*Work item*: The data below holds a line containing "have unequal counts" and a line containing "labels.extend(self.buckets.iter().cloned());"; please quote exactly those two lines and every line between them, and nothing else.
########
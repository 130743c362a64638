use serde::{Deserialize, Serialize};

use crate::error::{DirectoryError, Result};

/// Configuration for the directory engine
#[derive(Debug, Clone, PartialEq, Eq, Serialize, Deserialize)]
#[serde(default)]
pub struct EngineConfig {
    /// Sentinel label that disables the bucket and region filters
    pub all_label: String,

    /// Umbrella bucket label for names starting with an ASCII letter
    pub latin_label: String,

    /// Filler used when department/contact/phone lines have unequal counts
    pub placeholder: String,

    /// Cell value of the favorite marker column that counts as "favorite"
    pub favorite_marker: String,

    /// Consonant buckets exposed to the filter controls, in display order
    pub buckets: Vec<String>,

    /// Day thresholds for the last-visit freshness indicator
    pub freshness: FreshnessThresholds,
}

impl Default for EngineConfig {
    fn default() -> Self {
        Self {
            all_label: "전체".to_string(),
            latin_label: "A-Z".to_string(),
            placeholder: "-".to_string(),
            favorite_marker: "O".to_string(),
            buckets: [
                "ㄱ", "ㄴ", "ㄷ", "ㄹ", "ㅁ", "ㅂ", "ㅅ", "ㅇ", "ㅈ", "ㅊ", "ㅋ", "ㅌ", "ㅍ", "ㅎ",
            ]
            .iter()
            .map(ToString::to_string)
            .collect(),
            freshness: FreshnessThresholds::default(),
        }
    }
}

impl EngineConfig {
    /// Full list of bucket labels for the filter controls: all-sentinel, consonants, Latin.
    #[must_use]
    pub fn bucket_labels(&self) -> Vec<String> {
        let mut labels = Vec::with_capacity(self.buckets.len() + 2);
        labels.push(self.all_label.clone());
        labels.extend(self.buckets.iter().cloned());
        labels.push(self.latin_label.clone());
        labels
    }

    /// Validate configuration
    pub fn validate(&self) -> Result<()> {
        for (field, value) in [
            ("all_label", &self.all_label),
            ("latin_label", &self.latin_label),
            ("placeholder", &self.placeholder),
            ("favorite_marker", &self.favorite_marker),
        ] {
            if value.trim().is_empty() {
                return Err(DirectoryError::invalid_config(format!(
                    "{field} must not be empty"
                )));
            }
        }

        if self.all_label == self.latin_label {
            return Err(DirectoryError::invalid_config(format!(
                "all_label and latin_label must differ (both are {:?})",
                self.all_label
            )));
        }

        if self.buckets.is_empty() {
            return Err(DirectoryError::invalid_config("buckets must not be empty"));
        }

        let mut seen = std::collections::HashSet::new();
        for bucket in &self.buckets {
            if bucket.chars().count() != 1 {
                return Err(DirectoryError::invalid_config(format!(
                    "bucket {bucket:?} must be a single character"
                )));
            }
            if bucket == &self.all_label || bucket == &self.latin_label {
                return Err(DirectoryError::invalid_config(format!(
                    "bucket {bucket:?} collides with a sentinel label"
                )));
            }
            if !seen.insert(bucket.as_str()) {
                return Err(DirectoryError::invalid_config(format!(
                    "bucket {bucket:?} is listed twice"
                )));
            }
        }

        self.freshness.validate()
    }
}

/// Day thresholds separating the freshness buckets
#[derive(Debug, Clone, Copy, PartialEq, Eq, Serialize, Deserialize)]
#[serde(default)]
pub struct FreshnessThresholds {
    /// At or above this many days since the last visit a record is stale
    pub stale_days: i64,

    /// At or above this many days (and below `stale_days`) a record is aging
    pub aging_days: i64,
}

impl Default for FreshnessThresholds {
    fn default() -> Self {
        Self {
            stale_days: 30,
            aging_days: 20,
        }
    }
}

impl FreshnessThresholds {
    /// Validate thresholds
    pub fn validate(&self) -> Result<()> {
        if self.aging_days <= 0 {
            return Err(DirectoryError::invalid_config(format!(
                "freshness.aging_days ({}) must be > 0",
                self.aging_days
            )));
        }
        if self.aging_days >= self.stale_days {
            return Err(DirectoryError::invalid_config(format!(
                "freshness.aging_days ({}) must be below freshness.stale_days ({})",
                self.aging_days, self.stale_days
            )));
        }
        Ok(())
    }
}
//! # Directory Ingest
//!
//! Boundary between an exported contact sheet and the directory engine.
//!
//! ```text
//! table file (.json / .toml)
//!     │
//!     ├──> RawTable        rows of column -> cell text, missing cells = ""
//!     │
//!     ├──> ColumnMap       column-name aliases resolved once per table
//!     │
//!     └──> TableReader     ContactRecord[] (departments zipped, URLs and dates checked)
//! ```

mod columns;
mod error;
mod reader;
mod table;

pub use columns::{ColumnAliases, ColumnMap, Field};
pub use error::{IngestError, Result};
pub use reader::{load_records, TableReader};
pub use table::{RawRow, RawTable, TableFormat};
########
*Solution for this problem*:
    /// Filler used when department/contact/phone lines have unequal counts
    pub placeholder: String,

    /// Cell value of the favorite marker column that counts as "favorite"
    pub favorite_marker: String,

    /// Consonant buckets exposed to the filter controls, in display order
    pub buckets: Vec<String>,

    /// Day thresholds for the last-visit freshness indicator
    pub freshness: FreshnessThresholds,
}

impl Default for EngineConfig {
    fn default() -> Self {
        Self {
            all_label: "전체".to_string(),
            latin_label: "A-Z".to_string(),
            placeholder: "-".to_string(),
            favorite_marker: "O".to_string(),
            buckets: [
                "ㄱ", "ㄴ", "ㄷ", "ㄹ", "ㅁ", "ㅂ", "ㅅ", "ㅇ", "ㅈ", "ㅊ", "ㅋ", "ㅌ", "ㅍ", "ㅎ",
            ]
            .iter()
            .map(ToString::to_string)
            .collect(),
            freshness: FreshnessThresholds::default(),
        }
    }
}

impl EngineConfig {
    /// Full list of bucket labels for the filter controls: all-sentinel, consonants, Latin.
    #[must_use]
    pub fn bucket_labels(&self) -> Vec<String> {
        let mut labels = Vec::with_capacity(self.buckets.len() + 2);
        labels.push(self.all_label.clone());
        labels.extend(self.buckets.iter().cloned());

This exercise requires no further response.